Записки соседа (Трифонов) - страница 52

Раскол становится все глубже, но Александр Трифонович, по-видимому, не знал всех подробностей того, что происходило после его ухода. Не знал, наверное, того, что Солженицын заходил к Асе Берзер в редакцию и говорил, что она должна оставаться там как можно дольше, что некто, встретившись с Асей на улице, не поздоровался. Работа Аси в редакции превращалась в двойную пытку: угнетала необходимость иметь дело с новыми руководителями журнала и мучили, конечно же, разговоры за спиной бывших коллег. А ведь Ася Берзер, как и все оставшиеся в журнале, стремилась к единственному: сохранить все, что возможно, от старого "Нового мира" и как можно более долго. Бывшие коллеги говорили: ничего не удастся! Напрасно себя обманываете. Надо уходить, и пусть этот журнал станет еще хуже, чем "Октябрь".
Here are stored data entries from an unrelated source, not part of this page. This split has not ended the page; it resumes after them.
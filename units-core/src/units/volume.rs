//! Volume units: US liquid and dry measures, British imperial measures and metric kitchen measures.

use super::length::{FT, IN};
use super::si::{L, M, ML};
use crate::PreciseUnit;

/// Cubic centimetre.
pub const CC: PreciseUnit = ML;
/// Stere (cubic metre of firewood).
pub const STERE: PreciseUnit = M.pow(3);
/// Board foot.
pub const BOARD_FOOT: PreciseUnit = IN.pow(3).scaled(144.0);
/// Cord.
pub const CORD: PreciseUnit = FT.pow(3).scaled(128.0);

// ─────────────────────────────────────────────────────────────────────────────
// US liquid
// ─────────────────────────────────────────────────────────────────────────────

/// US gallon (231 in³).
pub const GAL: PreciseUnit = IN.pow(3).scaled(231.0);
/// US quart.
pub const QUART: PreciseUnit = GAL.scaled(0.25);
/// US pint.
pub const PINT: PreciseUnit = GAL.scaled(0.125);
/// US cup.
pub const CUP: PreciseUnit = GAL.scaled(1.0 / 16.0);
/// US gill.
pub const GILL: PreciseUnit = GAL.scaled(1.0 / 32.0);
/// US fluid ounce.
pub const FLOZ: PreciseUnit = GAL.scaled(1.0 / 128.0);
/// US tablespoon.
pub const TBSP: PreciseUnit = FLOZ.scaled(0.5);
/// US teaspoon.
pub const TSP: PreciseUnit = TBSP.scaled(1.0 / 3.0);
/// US fluid dram.
pub const FLDRAM: PreciseUnit = FLOZ.scaled(0.125);
/// US minim.
pub const MINIM: PreciseUnit = FLOZ.scaled(1.0 / 480.0);
/// Oil barrel (42 US gal).
pub const BARREL: PreciseUnit = GAL.scaled(42.0);
/// US fluid barrel (31.5 US gal).
pub const FLBARREL: PreciseUnit = GAL.scaled(31.5);
/// Hogshead.
pub const HOGSHEAD: PreciseUnit = GAL.scaled(63.0);
/// Drum (55 US gal).
pub const DRUM: PreciseUnit = GAL.scaled(55.0);

// ─────────────────────────────────────────────────────────────────────────────
// US dry
// ─────────────────────────────────────────────────────────────────────────────

/// US bushel.
pub const BUSHEL: PreciseUnit = IN.pow(3).scaled(2150.42);
/// US peck.
pub const PECK: PreciseUnit = BUSHEL.scaled(0.25);
/// US dry gallon.
pub const DRY_GALLON: PreciseUnit = BUSHEL.scaled(0.125);
/// US dry quart.
pub const DRY_QUART: PreciseUnit = DRY_GALLON.scaled(0.25);
/// US dry pint.
pub const DRY_PINT: PreciseUnit = DRY_GALLON.scaled(0.125);

// ─────────────────────────────────────────────────────────────────────────────
// British imperial
// ─────────────────────────────────────────────────────────────────────────────

/// Imperial gallon.
pub const IMP_GALLON: PreciseUnit = L.scaled(4.54609);
/// Imperial quart.
pub const IMP_QUART: PreciseUnit = IMP_GALLON.scaled(0.25);
/// Imperial pint.
pub const IMP_PINT: PreciseUnit = IMP_GALLON.scaled(0.125);
/// Imperial gill.
pub const IMP_GILL: PreciseUnit = IMP_GALLON.scaled(1.0 / 32.0);
/// Imperial cup.
pub const IMP_CUP: PreciseUnit = IMP_PINT.scaled(0.5);
/// Imperial fluid ounce.
pub const IMP_FLOZ: PreciseUnit = IMP_GALLON.scaled(1.0 / 160.0);
/// Imperial tablespoon.
pub const IMP_TBSP: PreciseUnit = IMP_FLOZ.scaled(0.625);
/// Imperial teaspoon.
pub const IMP_TSP: PreciseUnit = IMP_TBSP.scaled(1.0 / 3.0);
/// Imperial fluid drachm.
pub const IMP_DRAM: PreciseUnit = IMP_FLOZ.scaled(0.125);
/// Imperial minim.
pub const IMP_MINIM: PreciseUnit = IMP_FLOZ.scaled(1.0 / 480.0);
/// Imperial barrel.
pub const IMP_BARREL: PreciseUnit = IMP_GALLON.scaled(36.0);
/// Imperial bushel.
pub const IMP_BUSHEL: PreciseUnit = IMP_GALLON.scaled(8.0);
/// Imperial peck.
pub const IMP_PECK: PreciseUnit = IMP_GALLON.scaled(2.0);

// ─────────────────────────────────────────────────────────────────────────────
// Metric kitchen
// ─────────────────────────────────────────────────────────────────────────────

/// Metric cup.
pub const METRIC_CUP: PreciseUnit = ML.scaled(250.0);
/// US legal cup.
pub const CUP_US_LEGAL: PreciseUnit = ML.scaled(240.0);
/// Metric teaspoon.
pub const METRIC_TSP: PreciseUnit = ML.scaled(5.0);
/// Metric tablespoon.
pub const METRIC_TBSP: PreciseUnit = ML.scaled(15.0);
/// Metric fluid ounce.
pub const METRIC_FLOZ: PreciseUnit = ML.scaled(30.0);
/// Metric drop.
pub const DROP: PreciseUnit = ML.scaled(0.05);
Разумеется, старый "Новый мир" умирал. Но кое-что - усилиями таких людей, как Ася - на его страницах продолжало появляться. В течение семидесятого года появились рассказы Абрамова, Искандера, Тендрякова, Семина, Некрасова, цикл рассказов Шукшина, повесть Быкова "Сотников", публикация Паустовского, последняя часть "Деревенского дневника" Дороша, роман Фоменко "Память земли". Мне хочется сказать о том, как непредвиденно сложно и мучительно происходило умирание журнала. Он не хотел умирать! Он сопротивлялся, как мог сопротивлялся молодой, полный сил и жажды жизни организм. Этот организм был - молодая литература, созданная Александром Трифоновичем и его журналом и ставшая магнитом для всей читающей и пишущей России. Куда, по мнению бывших коллег, должны были направлять свои рукописи десятки начинающих авторов из российских медвежьих углов и тьмутараканей? А ведь все это по привычке текло сюда и попадало все к тем же Берзер и Борисовой. И они делали, что могли. И терзались при этом. И каждый день решали для себя вопрос: уйти или еще подождать?

Драма и гибель Александра Трифоновича повлекли за собой другие драмы, другие гибели, поводом для которых были не только одно главное, но и какие-то вторичные страдания.

Очень скоро сгорели Дорош и Марьямов, не вынесшие разгрома журнала и осуждения, которому они подвергались со стороны некоторых бывших товарищей. "Преступление" Дороша было двойное: во-первых, он задержался в редколлегии, во-вторых, напечатал в сентябрьском номере свой "Деревенский дневник". После смерти Александра Трифоновича Дорош и Марьямов не прожили и года.

Все эти роковые болезни и смертельные исходы уже завязывались - пока еще недоступно зрению - в тот жаркий июньский день. Александр Трифонович не знал подробностей раскола. Ему не рассказывали, да и он, вероятно, мало интересовался. Женщины волновались, направляясь на дачу. Как-то он их примет? Может быть, убийственно сухо, обольет презрением? Ася рассказывала: встретил очень обрадованно и тепло. Подарок, который они привезли самовар, - был поставлен на видное место, на стол в углу веранды, и, когда я пришел с другими гостями на следующий день, Александр Трифонович, показывая на самовар, говорил: "Это мои привезли!" Говорил с удовольствием. И то, что "мои", значило много. Нет, не прощение, не отпущение грехов, а великодушие, широту сердца и ума, вот что значило это "мои".